Table 2.
Group 1 No AF, No Comorbidities n=7837 (27.7%) | Group 2 No AF, Has Comorbidities n=18 103 (64.1%) | Group 3 Has AF, No Comorbidities n=386 (1.4%) | Group 4 Has AF, Has Comorbidities n=1927 (6.8%) | |
---|---|---|---|---|
Strokes | 175 | 867 | 18 | 146 |
Total follow‐up, person‐y | 72 900 | 153 578 | 3330 | 14 752 |
Stroke incidence rate (per 1000 person‐y) | 2.4 | 5.6 | 5.4 | 9.9 |
Unadjusted HR | 1.0 (reference) | 2.34 (1.99–2.76) | 2.24 (1.33–3.54) | 4.08 (3.27–5.08) |
Model 1 | 1.0 (reference) | 1.79 (1.50–2.14) | 1.55 (0.84–2.62) | 2.79 (2.20–3.54) |
Model 2 | 1.0 (reference) | 1.83 (1.53–2.20) | 1.38 (0.70–2.42) | 2.91 (2.27–3.73) |
Model 3 | 1.0 (reference) | 1.77 (1.48–2.14) | 1.23 (0.62–2.18) | 2.52 (1.93–3.28) |
Model 1 adjusts for age, sex, race, education, income, and geographic region.
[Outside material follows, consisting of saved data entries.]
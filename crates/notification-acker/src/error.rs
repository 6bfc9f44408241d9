//! Error types for the notification acker

use signalk_bus::SubscriptionError;
use thiserror::Error;

/// Notification acker errors
#[derive(Debug, Error)]
pub enum AckerError {
    /// `start` was called while a cycle is running
    #[error("Acker already running - stop it before starting again")]
    AlreadyRunning,

    /// A subscription could not be opened
    #[error("Subscription to {path} failed: {source}")]
    Subscription {
        path: String,
        #[source]
        source: SubscriptionError,
    },

    /// An outbound emitter failed
    #[error("Emission failed: {reason}")]
    Emission { reason: String },

    /// Configuration could not be decoded
    #[error("Invalid configuration: {reason}")]
    Config { reason: String },
}

impl AckerError {
    /// Shorthand for an emission failure.
    pub fn emission(reason: impl std::fmt::Display) -> Self {
        Self::Emission {
            reason: reason.to_string(),
        }
    }
}

/// Result type for acker operations
pub type AckerResult<T> = Result<T, AckerError>;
Model 2 adjusts for the covariates in model 1, with the addition of high‐density lipoprotein cholesterol, total cholesterol, body mass index, and smoking. Model 3 adjusts for the covariates in model 2, with the addition of regular aspirin use and warfarin use. Raw incidence rates and multivariable‐adjusted hazard ratios (HRs) for stroke in groups based on the presence or absence of atrial fibrillation (AF) and the presence or absence of cardiovascular comorbidities are provided. After adjustment for covariates, the hazard for stroke was not significantly elevated in group 3 (patinets with AF without comorbidities).